02 May 2009
All's Well in Lilliput
Though today, the Fleischer studio feature Gulliver's Travels (1939) strikes me as a gently enjoyable missed opportunity, the tiny land of Lilliput was hot stuff at the time of the film's first release. Hot enough, anyway, for the studio to spin its Donald Duck/Grumpy morph Gabby off into a cartoon series of his own. (Everyone who's stared at a cheap drugstore VHS or DVD rack is sure to have encountered Fire Cheese [1941] sooner or later. I bet half of them are still mystified by its title—but I digress...)

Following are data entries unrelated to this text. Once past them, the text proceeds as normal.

//! `EventLogObserver<W>` — bridges `SimObserver` to an `OutputWriter`.

use tug_core::{SimTime, TaskId};
use tug_event::{Event, Outcome};
use tug_model::EntityPool;
use tug_sim::{RunResult, SimObserver};

use crate::row::{EventRow, SummaryRow, TaskRow};
use crate::writer::OutputWriter;
use crate::{OutputError, OutputResult};

/// A [`SimObserver`] that logs every applied event and, at the end of the
/// run, the job outcomes and run totals to any [`OutputWriter`].
///
/// Errors from the writer are stored internally because `SimObserver`
/// methods have no return value.  After `sim.run()` returns, check for
/// errors with [`take_error`][Self::take_error].
pub struct EventLogObserver<W: OutputWriter> {
    writer:     W,
    rows:       u64,
    last_error: Option<OutputError>,
}

impl<W: OutputWriter> EventLogObserver<W> {
    pub fn new(writer: W) -> Self {
        Self { writer, rows: 0, last_error: None }
    }

    /// Take the stored write error (if any) after `sim.run()` returns.
    ///
    /// Returns `None` if all writes succeeded.
    pub fn take_error(&mut self) -> Option<OutputError> {
        self.last_error.take()
    }

    /// Event log rows written so far.
    pub fn rows_written(&self) -> u64 {
        self.rows
    }

    /// Unwrap the inner writer (e.g. to inspect files after the sim).
    pub fn into_writer(self) -> W {
        self.writer
    }

    fn log(&mut self, row: EventRow) {
        let result = self.writer.write_events(std::slice::from_ref(&row));
        if result.is_ok() {
            self.rows += 1;
        }
        self.store_err(result);
    }

    fn store_err(&mut self, result: OutputResult<()>) {
        if let Err(e) = result {
            // Keep only the first error.
            if self.last_error.is_none() {
                self.last_error = Some(e);
            }
        }
    }
}

impl<W: OutputWriter> SimObserver for EventLogObserver<W> {
    fn on_event(&mut self, event: &Event, outcome: Outcome, _entities: &EntityPool) {
        self.log(EventRow::new(event, outcome));
    }

    fn on_deferral(&mut self, now: SimTime, task: TaskId, attempt: u32) {
        self.log(EventRow {
            time:    now.0,
            task:    Some(task.0),
            kind:    "confirm",
            detail:  attempt.to_string(),
            outcome: "deferred",
        });
    }

    fn on_sim_end(&mut self, result: &RunResult) {
        let rows: Vec<TaskRow> = result.tasks.iter().map(TaskRow::from).collect();
        let written = self.writer.write_tasks(&rows);
        self.store_err(written);
        let written = self.writer.write_summary(&SummaryRow::from(result));
        self.store_err(written);
        let finished = self.writer.finish();
        self.store_err(finished);
    }
}
//! Core error type.
//!
//! Sub-crates define their own error enums and wrap `CoreError` as one
//! variant via `#[from]`.

use thiserror::Error;

use crate::{PierId, TaskId};

/// The error type for `tug-core` and a common base for sub-crates.
#[derive(Debug, Error)]
pub enum CoreError {
    #[error("unsupported tug count {count}: the weight bracket table covers 1 or 2 tugs")]
    UnsupportedTugCount { count: usize },

    #[error("unknown capability class code {0}")]
    UnknownClass(u16),

    #[error("task {0} not found")]
    TaskNotFound(TaskId),

    #[error("pier {0} not found")]
    PierNotFound(PierId),

    #[error("configuration error: {0}")]
    Config(String),

    #[error("parse error: {0}")]
    Parse(String),

    #[error("I/O error: {0}")]
    Io(#[from] std::io::Error),
}

/// Shorthand result type for `tug-core`.
pub type CoreResult<T> = Result<T, CoreError>;
//! `tug-sim` — discrete-event scheduler loop for the tug dispatch simulator.
//!
//! # Event loop
//!
//! ```text
//! loop:
//!   next_admit = backlog.front().scheduled_start − window
//!   next_event = queue.peek_time()
//!   ① Admit     — if next_admit ≤ next_event: queue Confirm + StartWork for
//!                 every job inside the window, plus the perturbation
//!                 model's announcements; refresh the duty pool; dispatch.
//!   ② Event     — otherwise pop one event:
//!                   job finished            → skip
//!                   Confirm, job unstaffed  → defer by retry_interval
//!                   otherwise               → handler, then follow-ups
//!                 and dispatch again if the event calls for it.
//!   ③ Dispatch  — policy proposes; proposals are checked against travel
//!                 and availability; Confirm/StartWork are re-timed.
//!   ④ Guard     — an unstaffed job waiting on a far Confirm with no
//!                 dispatch trigger in between gets a Routine wake-up.
//! ```
//!
//! # Cargo features
//!
//! | Feature    | Effect                                                     |
//! |------------|------------------------------------------------------------|
//! | `parallel` | [`run_replications`] runs seeds on Rayon's thread pool.    |
//! | `serde`    | Serialize/deserialize options, outcomes and run totals.    |
//!
//! # Quick-start
//!
//! ```rust,ignore
//! use tug_dispatch::GreedyProfit;
//! use tug_sim::{NoopObserver, SimBuilder, SimOptions, StochasticPerturbation};
//!
//! let mut sim = SimBuilder::new(SimOptions::default(), tasks, tugs, GreedyProfit::default(), services)
//!     .perturbation(StochasticPerturbation::default())
//!     .build()?;
//! let result = sim.run(&mut NoopObserver)?;
//! println!("profit {:.0}", result.profit);
//! ```

pub mod builder;
pub mod error;
pub mod observer;
pub mod options;
pub mod outcome;
pub mod perturbation;
pub mod replication;
pub mod roster;
pub mod sim;

#[cfg(test)]
mod tests;

pub use builder::{ScriptedEvent, SimBuilder};
pub use error::{SimError, SimResult};
pub use observer::{NoopObserver, SimObserver};
pub use options::{HelpConfig, SimOptions};
pub use outcome::{CompanyTotals, MatchCounts, RunResult, RunStats, TaskOutcome};
pub use perturbation::{
    ChainedPerturbation, NoPerturbation, PerturbationConfig, PerturbationExt, PerturbationModel,
    StochasticPerturbation,
};
pub use replication::{ReplicationSummary, run_replications};
pub use roster::DutyRoster;
pub use sim::Simulator;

I bumped into this Look Magazine preview of Gulliver in an archival collection awhile back and thought it deserved sharing. Though the source material—and thus my copies—were undated, loose pages, I've since learned that this feature was published in the January 2, 1940 issue.
Since I'm hardly an expert on the Fleischers' later days, I won't claim to know the details of the Gulliver print ad campaign—but I'm glad for any information others might provide. In the meantime, I'll check out a few more Gabby shorts on YouTube; their public domain status makes them perennials, and it's amazing just how many modern tweens and teens have posted comments in praise of the little blowhard. He's almost achieved the lasting popularity now that he failed to attain in the old days.
Max and Dave might be proud... if they could watch those deep red Eastman Color prints without wincing. Is everybody hap-hap-happy?
The ad campaign cost $250,000.
ReplyDelete1939 editions of Boxoffice magazine are have all kinds of Gulliver content. But here's a full-page colour ad specifically about the marketing campaign:
http://issuu.com/boxoffice/docs/boxoffice_120239/8
Being a trade publication, Boxoffice also has a story on Paramount's terms of sale to exhibitors, either at 40% or a sliding scale based on the gross. And an exhibitor had to pick up the Paramount's entire 1939-40 programme to run it, which I presume means shorts and features.